A Schrafft's restaurant at 5th Ave. and 13th St. in New York. The appearance of the first Schrafft’s restaurants is unrecorded, but by the 1910s Mr. Shattuck was working with Charles E. Birge, the favored architect of the Hearst real estate interests.

Schrafft’s was known for an air of gentility typical of the upper middle-class home. Cooks, supervisors, and even some executives were women. Menus of the 1920s and 1930s included many salads, more desserts than entrees, and vegetable selections such as creamed cauliflower and fried eggplant.

In an interview in The Times in 2004, Mr. Shattuck’s great-grandson Frank M. Shattuck said of the chain’s clientele: “Everyone wore hats and handmade suits. And if you were a lady, it was safe to sit at the soda fountain and drink gin from a teacup.”

Rent cuts in The Depression encouraged chain expansion, and by 1937 there were 43 Schrafft’s, primarily in metropolitan New York City, but a few in Boston and Philadelphia. The 1939 WPA Guide to New York City said Schrafft's had 38 locations in the metropolitan area, serving American home food. At its peak there were about 50 units in greater New York. In the late 1960s the Schrafft’s candy company was sold to Helme Products while Pet, Inc. took over the restaurants. Pet made a renewed effort to renovate Schrafft’s image and attract men. In 1981 the candy company ceased while the few restaurants remaining were in various hands.

From the New York Times obituary about Frank Garrett Shattuck II (1918-2008), the last Shattuck to run Schrafft's:

Frank G. Shattuck II, the last president of the company that owned Schrafft’s restaurants, a New York City-based chain that for decades offered home-style food in genteel surroundings to secretaries, errand boys, court clerks and others watchful of their wallets, died Saturday near his home in Bennington, Vt. He was 89.

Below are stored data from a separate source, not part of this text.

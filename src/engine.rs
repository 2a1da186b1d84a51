//! 引擎门面模块
//!
//! 公共入口点：对象/单文本/多语言文本/聊天记录/HTML文档/语言识别。
//! 每种内容形态适配到统一的扁平映射契约后交给批处理编排器，结果再
//! 适配回原始形态。

// 标准库导入
use std::collections::HashMap;

// 第三方crate导入
use futures::future::join_all;
use serde_json::Value;
use tracing::{debug, info};

// 本地模块导入
use crate::cancel::{self, CancelToken};
use crate::chunker::LocalizablePayload;
use crate::config::LocalizerConfig;
use crate::dom_codec::ExtractedDocument;
use crate::error::Result;
use crate::orchestrator::{localize_batches, BatchOptions, ProgressCallback};
use crate::provider::ProviderClient;

/// 单次本地化调用的参数
#[derive(Debug, Clone)]
pub struct LocalizeParams {
    /// 源语言代码；None表示自动检测
    pub source_locale: Option<String>,
    /// 目标语言代码
    pub target_locale: String,
    /// 快速模式：以质量换取延迟
    pub fast: bool,
    /// 参考译文：语言代码到已批准译文载荷的映射，作为提供方上下文
    pub reference: Option<HashMap<String, LocalizablePayload>>,
}

impl LocalizeParams {
    /// 创建指向目标语言的参数（源语言自动检测，非快速模式）
    pub fn new(target_locale: &str) -> Self {
        Self {
            source_locale: None,
            target_locale: target_locale.to_string(),
            fast: false,
            reference: None,
        }
    }

    /// 设置源语言
    pub fn with_source_locale(mut self, locale: &str) -> Self {
        self.source_locale = Some(locale.to_string());
        self
    }

    /// 设置快速模式
    pub fn with_fast(mut self, fast: bool) -> Self {
        self.fast = fast;
        self
    }

    /// 设置参考译文
    pub fn with_reference(mut self, reference: HashMap<String, LocalizablePayload>) -> Self {
        self.reference = Some(reference);
        self
    }
}

/// 聊天记录中的一条消息
#[derive(Debug, Clone, PartialEq, Eq)]
pub struct ChatMessage {
    /// 发言者名称（不会发送给提供方）
    pub name: String,
    /// 消息文本
    pub text: String,
}

/// 批量本地化引擎
///
/// 所有状态在构造期确定；每次调用的工作流ID、分块序列和聚合结果都
/// 是该调用的局部量，调用之间不共享可变状态。
#[derive(Debug)]
pub struct Localizer {
    config: LocalizerConfig,
    provider: ProviderClient,
}

impl Localizer {
    /// 创建引擎实例
    ///
    /// 配置校验在此同步完成，任何违反约束的字段都在网络调用之前报错
    pub fn new(config: LocalizerConfig) -> Result<Self> {
        config.validate()?;
        let provider = ProviderClient::new(&config)?;
        Ok(Self { config, provider })
    }

    /// 本地化一个扁平的字符串值映射
    pub async fn localize_object(
        &self,
        payload: &LocalizablePayload,
        params: &LocalizeParams,
        on_progress: Option<ProgressCallback<'_>>,
        cancel_token: Option<&CancelToken>,
    ) -> Result<LocalizablePayload> {
        let options = BatchOptions {
            max_items: self.config.batch_size(),
            ideal_word_size: self.config.ideal_batch_item_size(),
        };
        let provider = &self.provider;

        localize_batches(payload, &options, cancel_token, on_progress, |chunk, workflow_id| {
            async move {
                provider
                    .translate_chunk(
                        params.source_locale.as_deref(),
                        &params.target_locale,
                        &chunk,
                        params.reference.as_ref(),
                        &workflow_id,
                        params.fast,
                        cancel_token,
                    )
                    .await
            }
        })
        .await
    }

    /// 本地化单个文本字符串
    ///
    /// 包装为`{ text }`载荷，结果解包回字符串（缺失时为空字符串）
    pub async fn localize_text(
        &self,
        text: &str,
        params: &LocalizeParams,
        cancel_token: Option<&CancelToken>,
    ) -> Result<String> {
        let mut payload = LocalizablePayload::new();
        payload.insert("text".to_string(), Value::String(text.to_string()));

        let result = self
            .localize_object(&payload, params, None, cancel_token)
            .await?;

        Ok(result
            .get("text")
            .and_then(Value::as_str)
            .unwrap_or_default()
            .to_string())
    }

    /// 将同一文本并发本地化到多个目标语言
    ///
    /// 每个目标语言一次独立的本地化调用，全部并发发起；每个子调用
    /// 持有从父令牌派生的子令牌，取消父令牌会确定性地取消所有进行
    /// 中的子调用。结果按输入目标语言顺序收集；任何单个失败都使整批
    /// 失败。
    pub async fn batch_localize_text(
        &self,
        text: &str,
        source_locale: Option<&str>,
        target_locales: &[String],
        fast: bool,
        cancel_token: Option<&CancelToken>,
    ) -> Result<Vec<String>> {
        let child_tokens: Vec<Option<CancelToken>> = target_locales
            .iter()
            .map(|_| cancel_token.map(CancelToken::child))
            .collect();

        info!("多语言文本本地化: {} 个目标语言", target_locales.len());

        let tasks = target_locales.iter().zip(child_tokens.iter()).map(
            |(target_locale, child_token)| {
                let mut params = LocalizeParams::new(target_locale).with_fast(fast);
                if let Some(source) = source_locale {
                    params = params.with_source_locale(source);
                }

                async move { self.localize_text(text, &params, child_token.as_ref()).await }
            },
        );

        join_all(tasks).await.into_iter().collect()
    }

    /// 本地化一段聊天记录
    ///
    /// 每条消息的文本以`chat_<index>`为键参与批处理；发言者名称从不
    /// 发送给提供方，翻译文本按相同索引与原始发言者重新组合
    pub async fn localize_chat(
        &self,
        messages: &[ChatMessage],
        params: &LocalizeParams,
        on_progress: Option<ProgressCallback<'_>>,
        cancel_token: Option<&CancelToken>,
    ) -> Result<Vec<ChatMessage>> {
        let payload = chat_to_payload(messages);
        let translated = self
            .localize_object(&payload, params, on_progress, cancel_token)
            .await?;
        Ok(recombine_chat(messages, &translated))
    }

    /// 本地化一个HTML文档
    ///
    /// 文档被压平为位置路径键控的扁平映射，经过批处理管线后把翻译
    /// 值写回完全相同的DOM位置。返回完整的序列化文档字符串，除翻译
    /// 值和根元素`lang`属性外与输入结构一致。
    pub async fn localize_html(
        &self,
        html: &str,
        params: &LocalizeParams,
        on_progress: Option<ProgressCallback<'_>>,
        cancel_token: Option<&CancelToken>,
    ) -> Result<String> {
        cancel::ensure_active(cancel_token)?;

        let document = ExtractedDocument::parse(html)?;
        let payload = document.extract();
        debug!("从文档提取到 {} 个可本地化条目", payload.len());

        let translated = self
            .localize_object(&payload, params, on_progress, cancel_token)
            .await?;

        document.apply(&translated, &params.target_locale);
        document.serialize()
    }

    /// 识别一段文本的语言代码
    pub async fn recognize_locale(
        &self,
        text: &str,
        cancel_token: Option<&CancelToken>,
    ) -> Result<String> {
        self.provider.recognize_locale(text, cancel_token).await
    }
}

/// 把聊天消息序列适配为扁平载荷（只包含文本，不含发言者）
fn chat_to_payload(messages: &[ChatMessage]) -> LocalizablePayload {
    let mut payload = LocalizablePayload::new();
    for (index, message) in messages.iter().enumerate() {
        payload.insert(
            format!("chat_{}", index),
            Value::String(message.text.clone()),
        );
    }
    payload
}

/// 按索引把翻译文本与原始发言者重新组合
///
/// 提供方结果中缺失的索引解包为空字符串，与单文本路径保持一致
fn recombine_chat(messages: &[ChatMessage], translated: &LocalizablePayload) -> Vec<ChatMessage> {
    messages
        .iter()
        .enumerate()
        .map(|(index, message)| ChatMessage {
            name: message.name.clone(),
            text: translated
                .get(&format!("chat_{}", index))
                .and_then(Value::as_str)
                .unwrap_or_default()
                .to_string(),
        })
        .collect()
}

His brother George confirmed the death.

Mr. Shattuck’s grandfather Frank G. Shattuck opened the first Schrafft’s restaurant in 1898, on the site of what is now Macy’s in Herald Square. As the Roman numeral attached to Frank G. Shattuck II’s name implies, “he was destined to be in the business founded by his grandfather,” George Shattuck said of his brother.

Mr. Shattuck II was the fourth president of the Shattuck Company.

Like his grandfather, Mr. Shattuck was meticulous about service — he regularly inspected the stores, as many as 55, including those in Boston, Philadelphia, Syracuse, Newark and Westchester County — and oversaw the menu.

Among the staples were lobster Newburg; stuffed breast of chicken with mushroom sauce; veal chop sauté; creamed chicken on toast; pan-browned roast beef hash; Irish-style apple rings; miniature meatballs; and, always, chicken à la king.

In the heyday of Schrafft’s, a lady could sit at the soda fountain sipping a martini, flanked by children of all ages digging into banana splits. From a glass case, a customer could buy a box of assorted chocolates.

Frank Garrett Shattuck II was born in Syracuse on Sept. 21, 1918, a son Frank M. and Genevieve Hannon Shattuck. He graduated from Georgetown University in 1941. A year later, he joined the Army Air Forces. Rising to captain, he saw action in Europe during World War II.

Mr. Shattuck joined the family business in 1946, first working behind a soda fountain in Manhattan. He was president when the company was acquired in 1968 by Pet Inc. Over the next 10 years, the restaurants were sold to interests that sought greater profitability in developing real estate than in running restaurants.

In 1945, Mr. Shattuck married Frances Kelly; his wife died in 2000. Besides his brother George, he is survived by another brother, Gerald; a sister, Eudora Watson; two sons, Frank III and Cornelius; five daughters, Frances Leta, Laura Chila, Susan Ide, Mary Shattuck and Margaret Shattuck; nine grandchildren; and one great-grandchild.